=== Section Start ===

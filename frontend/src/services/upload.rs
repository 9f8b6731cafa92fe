//! HTTP upload of a single file to the gallery endpoint.

use futures::future::LocalBoxFuture;
use futures::FutureExt;
use gloo_net::http::Request;
use web_sys::FormData;

use crate::config::{FILE_FIELD_NAME, REQUESTED_WITH_HEADER, REQUESTED_WITH_VALUE};
use crate::{js_error_message, AppError, AppResult, SelectedFile, UploadResponse, WidgetConfig};

/// Sends one file and yields the endpoint's verdict.
///
/// The widget only depends on this trait, so pages (and tests) can swap
/// the transport.
pub trait Uploader: Clone + 'static {
    fn upload(&self, file: &SelectedFile) -> LocalBoxFuture<'static, AppResult<UploadResponse>>;
}

/// `multipart/form-data` POST through the browser's fetch.
#[derive(Clone, Debug)]
pub struct HttpUploader {
    config: WidgetConfig,
}

impl HttpUploader {
    pub fn new(config: WidgetConfig) -> Self {
        Self { config }
    }

    pub fn config(&self) -> &WidgetConfig {
        &self.config
    }
}

impl Uploader for HttpUploader {
    fn upload(&self, file: &SelectedFile) -> LocalBoxFuture<'static, AppResult<UploadResponse>> {
        upload_file(file.clone(), self.config.clone()).boxed_local()
    }
}

/// Build the form body: anti-forgery token plus the file bytes.
fn build_form(file: &SelectedFile, config: &WidgetConfig) -> AppResult<FormData> {
    let blob = file
        .blob
        .as_ref()
        .ok_or_else(|| AppError::Upload(format!("{} has no readable content", file.name)))?;

    let form_data =
        FormData::new().map_err(|e| AppError::Upload(format!("Failed to create FormData: {}", js_error_message(&e))))?;

    form_data
        .append_with_str(&config.csrf_field, &config.csrf_token)
        .map_err(|e| AppError::Upload(format!("Failed to append token: {}", js_error_message(&e))))?;

    form_data
        .append_with_blob_and_filename(FILE_FIELD_NAME, blob, &file.name)
        .map_err(|e| AppError::Upload(format!("Failed to append file: {}", js_error_message(&e))))?;

    Ok(form_data)
}

/// POST a file and decode the JSON verdict.
///
/// The body is decoded whatever the HTTP status is: the endpoint reports
/// rejections as `{"success": false}`, and anything that is not JSON is a
/// transport-level failure.
pub async fn upload_file(file: SelectedFile, config: WidgetConfig) -> AppResult<UploadResponse> {
    let form_data = build_form(&file, &config)?;

    log::info!("📤 Uploading {} ({} bytes) to {}", file.name, file.size, config.upload_url);

    let request = Request::post(&config.upload_url)
        .header(REQUESTED_WITH_HEADER, REQUESTED_WITH_VALUE)
        .body(form_data)
        .map_err(|e| AppError::Upload(format!("Failed to build request: {}", e)))?;

    let response = request
        .send()
        .await
        .map_err(|e| AppError::Network(e.to_string()))?;

    if !response.ok() {
        log::debug!("{} answered {} for {}", config.upload_url, response.status(), file.name);
    }

    response
        .json::<UploadResponse>()
        .await
        .map_err(|e| AppError::Decode(e.to_string()))
}

#[cfg(test)]
mod tests {
    use super::*;

    #[test]
    fn test_detached_file_is_refused_before_any_request() {
        let file = SelectedFile::detached("notes.txt", "text/plain");
        let err = build_form(&file, &WidgetConfig::default()).unwrap_err();
        assert_eq!(err, AppError::Upload("notes.txt has no readable content".to_string()));
    }

    #[test]
    fn test_http_uploader_keeps_config() {
        let config = WidgetConfig::resolve(Some("/media/upload/".to_string()), None, Some("t0k".to_string()));
        let uploader = HttpUploader::new(config.clone());
        assert_eq!(uploader.config(), &config);
    }
}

=== Section End ===

TASK PROMPT: Copy out all of the records above with nothing altered.

TASK RESULT:
filename frontend/src/services/upload.rs
repository 9f8b6731cafa92fe
//! HTTP upload of a single file to the gallery endpoint.

use futures::future::LocalBoxFuture;
use futures::FutureExt;
use gloo_net::http::Request;
use web_sys::FormData;

use crate::config::{FILE_FIELD_NAME, REQUESTED_WITH_HEADER, REQUESTED_WITH_VALUE};
use crate::{js_error_message, AppError, AppResult, SelectedFile, UploadResponse, WidgetConfig};

/// Sends one file and yields the endpoint's verdict.
///
/// The widget only depends on this trait, so pages (and tests) can swap
/// the transport.
pub trait Uploader: Clone + 'static {
    fn upload(&self, file: &SelectedFile) -> LocalBoxFuture<'static, AppResult<UploadResponse>>;
}

/// `multipart/form-data` POST through the browser's fetch.
#[derive(Clone, Debug)]
pub struct HttpUploader {
    config: WidgetConfig,
}

impl HttpUploader {
    pub fn new(config: WidgetConfig) -> Self {
        Self { config }
    }

    pub fn config(&self) -> &WidgetConfig {
        &self.config
    }
}

impl Uploader for HttpUploader {
    fn upload(&self, file: &SelectedFile) -> LocalBoxFuture<'static, AppResult<UploadResponse>> {
        upload_file(file.clone(), self.config.clone()).boxed_local()
    }
}

/// Build the form body: anti-forgery token plus the file bytes.
fn build_form(file: &SelectedFile, config: &WidgetConfig) -> AppResult<FormData> {
    let blob = file
        .blob
        .as_ref()
        .ok_or_else(|| AppError::Upload(format!("{} has no readable content", file.name)))?;

    let form_data =
        FormData::new().map_err(|e| AppError::Upload(format!("Failed to create FormData: {}", js_error_message(&e))))?;

    form_data
        .append_with_str(&config.csrf_field, &config.csrf_token)
        .map_err(|e| AppError::Upload(format!("Failed to append token: {}", js_error_message(&e))))?;

    form_data
        .append_with_blob_and_filename(FILE_FIELD_NAME, blob, &file.name)
        .map_err(|e| AppError::Upload(format!("Failed to append file: {}", js_error_message(&e))))?;

    Ok(form_data)
}

/// POST a file and decode the JSON verdict.
///
/// The body is decoded whatever the HTTP status is: the endpoint reports
/// rejections as `{"success": false}`, and anything that is not JSON is a
/// transport-level failure.
pub async fn upload_file(file: SelectedFile, config: WidgetConfig) -> AppResult<UploadResponse> {
    let form_data = build_form(&file, &config)?;

    log::info!("📤 Uploading {} ({} bytes) to {}", file.name, file.size, config.upload_url);

    let request = Request::post(&config.upload_url)
        .header(REQUESTED_WITH_HEADER, REQUESTED_WITH_VALUE)
        .body(form_data)
        .map_err(|e| AppError::Upload(format!("Failed to build request: {}", e)))?;

    let response = request
        .send()
        .await
        .map_err(|e| AppError::Network(e.to_string()))?;

    if !response.ok() {
        log::debug!("{} answered {} for {}", config.upload_url, response.status(), file.name);
    }

    response
        .json::<UploadResponse>()
        .await
        .map_err(|e| AppError::Decode(e.to_string()))
}

#[cfg(test)]
mod tests {
    use super::*;

    #[test]
    fn test_detached_file_is_refused_before_any_request() {
        let file = SelectedFile::detached("notes.txt", "text/plain");
        let err = build_form(&file, &WidgetConfig::default()).unwrap_err();
        assert_eq!(err, AppError::Upload("notes.txt has no readable content".to_string()));
    }

    #[test]
    fn test_http_uploader_keeps_config() {
        let config = WidgetConfig::resolve(Some("/media/upload/".to_string()), None, Some("t0k".to_string()));
        let uploader = HttpUploader::new(config.clone());
        assert_eq!(uploader.config(), &config);
    }
}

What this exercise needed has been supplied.